Installing Cassandra on CentOS 7: A Step-by-Step Guide to Setting Up a Distributed Database

Apache Cassandra is an open-source distributed database management system designed for speed and scalability, adept at handling vast amounts of structured data spread across many servers. Known for its reliability, Cassandra excels with features like clustering, replication, and multi-data center replication, ensuring redundancy, failover, and disaster recovery.

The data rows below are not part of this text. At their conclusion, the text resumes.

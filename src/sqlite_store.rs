//! SQLite-backed [`Store`] implementation.
//!
//! Filters are translated into SQL with [`sqlx::QueryBuilder`]; every user
//! value is bound, never interpolated.
//!
//! - Tag filter: `EXISTS` over `json_each(tags_json)` with an `IN` list.
//! - Search: `REGEXP ?` per searchable column, OR-combined, bound to
//!   [`SearchTerm::pattern`](reading_list_core::query::SearchTerm::pattern).
//!   The pattern is escaped and case-insensitive, so matching is literal and
//!   folds non-ASCII case the same way the in-memory store does. The pool
//!   must be opened with `with_regexp()` (see [`crate::db::connect`]).
//! - Date bounds: half-open millisecond range on `primary_date`.

use anyhow::{anyhow, Context, Result};
use async_trait::async_trait;
use chrono::{DateTime, Utc};
use serde_json::{Map, Value};
use sqlx::sqlite::SqliteRow;
use sqlx::{QueryBuilder, Row, Sqlite, SqlitePool};

use reading_list_core::error::DuplicateEntry;
use reading_list_core::models::{Collection, ContentEntry, Tag, TagDisplay};
use reading_list_core::query::{Filter, SEARCH_FIELDS};
use reading_list_core::store::{FindOptions, InsertedEntry, SortDirection, SortKey, Store};

const ENTRY_COLUMNS: &str =
    "id, title, author, work, publisher, summary, primary_date, entry_added, tags_json, extra_json";

/// SQLite implementation of the [`Store`] trait.
pub struct SqliteStore {
    pool: SqlitePool,
}

impl SqliteStore {
    pub fn new(pool: SqlitePool) -> Self {
        Self { pool }
    }

    pub fn pool(&self) -> &SqlitePool {
        &self.pool
    }
}

fn push_filter(qb: &mut QueryBuilder<'_, Sqlite>, collection: Collection, filter: Option<&Filter>) {
    qb.push(" WHERE collection = ");
    qb.push_bind(collection.as_str());

    let Some(filter) = filter else {
        return;
    };

    if let Some(tags) = &filter.tags {
        if tags.is_empty() {
            qb.push(" AND 0");
        } else {
            qb.push(" AND EXISTS (SELECT 1 FROM json_each(entries.tags_json) AS t WHERE t.value IN (");
            {
                let mut values = qb.separated(", ");
                for tag in tags {
                    values.push_bind(tag.clone());
                }
            }
            qb.push("))");
        }
    }

    if let Some(search) = &filter.search {
        qb.push(" AND (");
        for (i, field) in SEARCH_FIELDS.iter().enumerate() {
            if i > 0 {
                qb.push(" OR ");
            }
            qb.push(*field);
            qb.push(" REGEXP ");
            qb.push_bind(search.pattern().to_string());
        }
        qb.push(")");
    }

    if let Some(lower) = filter.lower_bound() {
        qb.push(" AND primary_date >= ");
        qb.push_bind(lower.timestamp_millis());
    }
    if let Some(upper) = filter.upper_bound() {
        qb.push(" AND primary_date < ");
        qb.push_bind(upper.timestamp_millis());
    }
}

fn to_sql_int(n: u64) -> i64 {
    i64::try_from(n).unwrap_or(i64::MAX)
}

fn millis_to_datetime(ms: i64) -> Result<DateTime<Utc>> {
    DateTime::from_timestamp_millis(ms).ok_or_else(|| anyhow!("timestamp out of range: {}", ms))
}

fn entry_from_row(row: &SqliteRow) -> Result<ContentEntry> {
    let id: String = row.try_get("id")?;
    let tags_json: String = row.try_get("tags_json")?;
    let extra_json: String = row.try_get("extra_json")?;

    let tags: Vec<String> = serde_json::from_str(&tags_json)
        .with_context(|| format!("invalid tags_json for entry {}", id))?;
    let extra: Map<String, Value> = serde_json::from_str(&extra_json)
        .with_context(|| format!("invalid extra_json for entry {}", id))?;

    Ok(ContentEntry {
        title: row.try_get("title")?,
        author: row.try_get("author")?,
        work: row.try_get("work")?,
        publisher: row.try_get("publisher")?,
        summary: row.try_get("summary")?,
        primary_date: millis_to_datetime(row.try_get("primary_date")?)?,
        entry_added: row
            .try_get::<Option<i64>, _>("entry_added")?
            .map(millis_to_datetime)
            .transpose()?,
        tags,
        extra,
        id,
    })
}

#[async_trait]
impl Store for SqliteStore {
    async fn find_entries(
        &self,
        collection: Collection,
        filter: &Filter,
        options: &FindOptions,
    ) -> Result<Vec<ContentEntry>> {
        let mut qb = QueryBuilder::<Sqlite>::new(format!("SELECT {} FROM entries", ENTRY_COLUMNS));
        push_filter(&mut qb, collection, Some(filter));

        let column = match options.sort.key {
            SortKey::PrimaryDate => "primary_date",
            SortKey::EntryAdded => "entry_added",
        };
        let direction = match options.sort.direction {
            SortDirection::Ascending => "ASC",
            SortDirection::Descending => "DESC",
        };
        qb.push(format!(" ORDER BY {} {}, rowid ASC", column, direction));

        match options.limit {
            Some(limit) => {
                qb.push(" LIMIT ");
                qb.push_bind(to_sql_int(limit));
            }
            // SQLite only accepts OFFSET after a LIMIT.
            None if options.skip.is_some() => {
                qb.push(" LIMIT -1");
            }
            None => {}
        }
        if let Some(skip) = options.skip {
            qb.push(" OFFSET ");
            qb.push_bind(to_sql_int(skip));
        }

        let rows = qb.build().fetch_all(&self.pool).await?;
        rows.iter().map(entry_from_row).collect()
    }

    async fn count_entries(&self, collection: Collection, filter: Option<&Filter>) -> Result<u64> {
        let mut qb = QueryBuilder::<Sqlite>::new("SELECT COUNT(*) FROM entries");
        push_filter(&mut qb, collection, filter);
        let count: i64 = qb.build_query_scalar::<i64>().fetch_one(&self.pool).await?;
        Ok(count.max(0) as u64)
    }

    async fn load_tags(&self, collection: Collection) -> Result<Vec<Tag>> {
        let rows = sqlx::query(
            "SELECT value, text, frequency FROM tags WHERE collection = ? ORDER BY rowid",
        )
        .bind(collection.as_str())
        .fetch_all(&self.pool)
        .await?;

        rows.iter()
            .map(|row| -> Result<Tag> {
                Ok(Tag {
                    value: row.try_get("value")?,
                    text: row.try_get("text")?,
                    frequency: row.try_get("frequency")?,
                })
            })
            .collect()
    }

    async fn insert_entry(
        &self,
        collection: Collection,
        entry: &ContentEntry,
        tags: &[TagDisplay],
    ) -> Result<InsertedEntry> {
        let id = if entry.id.is_empty() {
            uuid::Uuid::new_v4().to_string()
        } else {
            entry.id.clone()
        };
        let tags_json = serde_json::to_string(&entry.tags)?;
        let extra_json = serde_json::to_string(&entry.extra)?;

        // Dropping the transaction without commit rolls everything back.
        let mut tx = self.pool.begin().await?;

        let inserted = sqlx::query(
            r#"
            INSERT INTO entries (id, collection, title, author, work, publisher, summary,
                                 primary_date, entry_added, tags_json, extra_json)
            VALUES (?, ?, ?, ?, ?, ?, ?, ?, ?, ?, ?)
            "#,
        )
        .bind(&id)
        .bind(collection.as_str())
        .bind(&entry.title)
        .bind(&entry.author)
        .bind(&entry.work)
        .bind(&entry.publisher)
        .bind(&entry.summary)
        .bind(entry.primary_date.timestamp_millis())
        .bind(entry.entry_added.map(|added| added.timestamp_millis()))
        .bind(&tags_json)
        .bind(&extra_json)
        .execute(&mut *tx)
        .await;
        match inserted {
            Ok(_) => {}
            Err(sqlx::Error::Database(e)) if e.is_unique_violation() => {
                return Err(DuplicateEntry { id }.into());
            }
            Err(e) => {
                return Err(anyhow::Error::new(e)
                    .context(format!("Failed to insert {} entry {}", collection, id)));
            }
        }

        let mut recorded = Vec::with_capacity(tags.len());
        for tag in tags {
            let row = sqlx::query(
                r#"
                INSERT INTO tags (collection, value, text, frequency)
                VALUES (?, ?, ?, 1)
                ON CONFLICT(collection, value) DO UPDATE SET
                    frequency = frequency + 1
                RETURNING value, text, frequency
                "#,
            )
            .bind(collection.as_str())
            .bind(&tag.value)
            .bind(&tag.text)
            .fetch_one(&mut *tx)
            .await
            .with_context(|| format!("Failed to record {} tag {}", collection, tag.value))?;

            recorded.push(Tag {
                value: row.try_get("value")?,
                text: row.try_get("text")?,
                frequency: row.try_get("frequency")?,
            });
        }

        tx.commit().await?;
        Ok(InsertedEntry { id, tags: recorded })
    }
}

This comprehensive guide will walk you through installing and configuring Cassandra on CentOS 7.

Prerequisites

  • A server running CentOS 7.
  • A non-root user with sudo privileges configured on your server.

Getting Started

Begin by updating your system to the latest available packages using the following command:

sudo yum update -y

Cassandra relies on Java, so it needs to be installed on your system. Use the command below to add Java:

sudo yum install java -y

After installing Java, verify its installation and version with this command:

java -version

You should see a result similar to:

openjdk version "1.8.0_151"
OpenJDK Runtime Environment (build 1.8.0_151-b12)
OpenJDK 64-Bit Server VM (build 25.151-b12, mixed mode)

Installing Cassandra

Cassandra is not part of the default CentOS 7 repository. Therefore, you must add the Apache Software Foundation’s repository to your configuration. Create a file named cassandra.repo within the /etc/yum.repos.d directory using the command below:

sudo nano /etc/yum.repos.d/cassandra.repo

Include the following configuration:

[cassandra]
name = DataStax Repo for Apache Cassandra
baseurl = http://rpm.datastax.com/community
enabled = 1
gpgcheck = 0

Save the file and close it. Following this, update the repository list to include the new repository:

sudo yum update -y

Now, install Cassandra using the following command:

sudo yum install dsc20 -y

Upon installation completion, initialize and configure Cassandra to run at startup with these commands:

sudo systemctl start cassandra
sudo systemctl enable cassandra

To check Cassandra’s service status and ensure it’s running correctly, use the command below:

sudo systemctl status cassandra

You should see an output like:

? cassandra.service - SYSV: Starts and stops Cassandra
   Loaded: loaded (/etc/rc.d/init.d/cassandra; bad; vendor preset: disabled)
   Active: active (exited) since Sun 2017-12-17 17:53:58 IST; 12s ago
     Docs: man:systemd-sysv-generator(8)
  Process: 15323 ExecStart=/etc/rc.d/init.d/cassandra start (code=exited, status=0/SUCCESS)

Dec 17 17:53:55 centOS-7 systemd[1]: Starting SYSV: Starts and stops Cassandra...
Dec 17 17:53:56 centOS-7 su[15332]: (to cassandra) root on none
Dec 17 17:53:58 centOS-7 cassandra[15323]: Starting Cassandra: OK
Dec 17 17:53:58 centOS-7 systemd[1]: Started SYSV: Starts and stops Cassandra.

Connecting and Verifying Cassandra Cluster

With Cassandra running, you can proceed to verify and connect to your Cassandra cluster.

First, check the status of your Cassandra cluster using:

sudo nodetool status

If successful, expect an output like:

Datacenter: datacenter1
=======================
Status=Up/Down
|/ State=Normal/Leaving/Joining/Moving
--  Address    Load       Tokens  Owns (effective)  Host ID                               Rack
UN  127.0.0.1  65.15 KB   256     100.0%            516af85e-2e6a-454a-b27f-6eacafa6b978  rack1

To connect using the Cassandra Query Language shell, type:

cqlsh

Successful connection will yield:

Connected to Test Cluster at localhost:9160.
[cqlsh 4.1.1 | Cassandra 2.0.17 | CQL spec 3.1.1 | Thrift protocol 19.39.0]
Use HELP for help.
cqlsh> 

To exit the Cassandra command line interface, type:

cqlsh> exit

FAQ

Do I need root privileges to install Cassandra on CentOS 7?

A non-root user with sudo privileges is recommended for installation to maintain best security practices.

What Java version is required for Cassandra?

Cassandra requires Java. Typically, OpenJDK 8 or Oracle JDK is recommended for compatibility.

Does Cassandra installation impact system performance?

As a distributed database designed for high performance, its resource usage depends on data size, cluster size, and configuration. Appropriate hardware and configuration are essential for optimal performance.

How can I ensure Cassandra starts automatically?

By enabling the service with sudo systemctl enable cassandra, Cassandra will start automatically on reboot.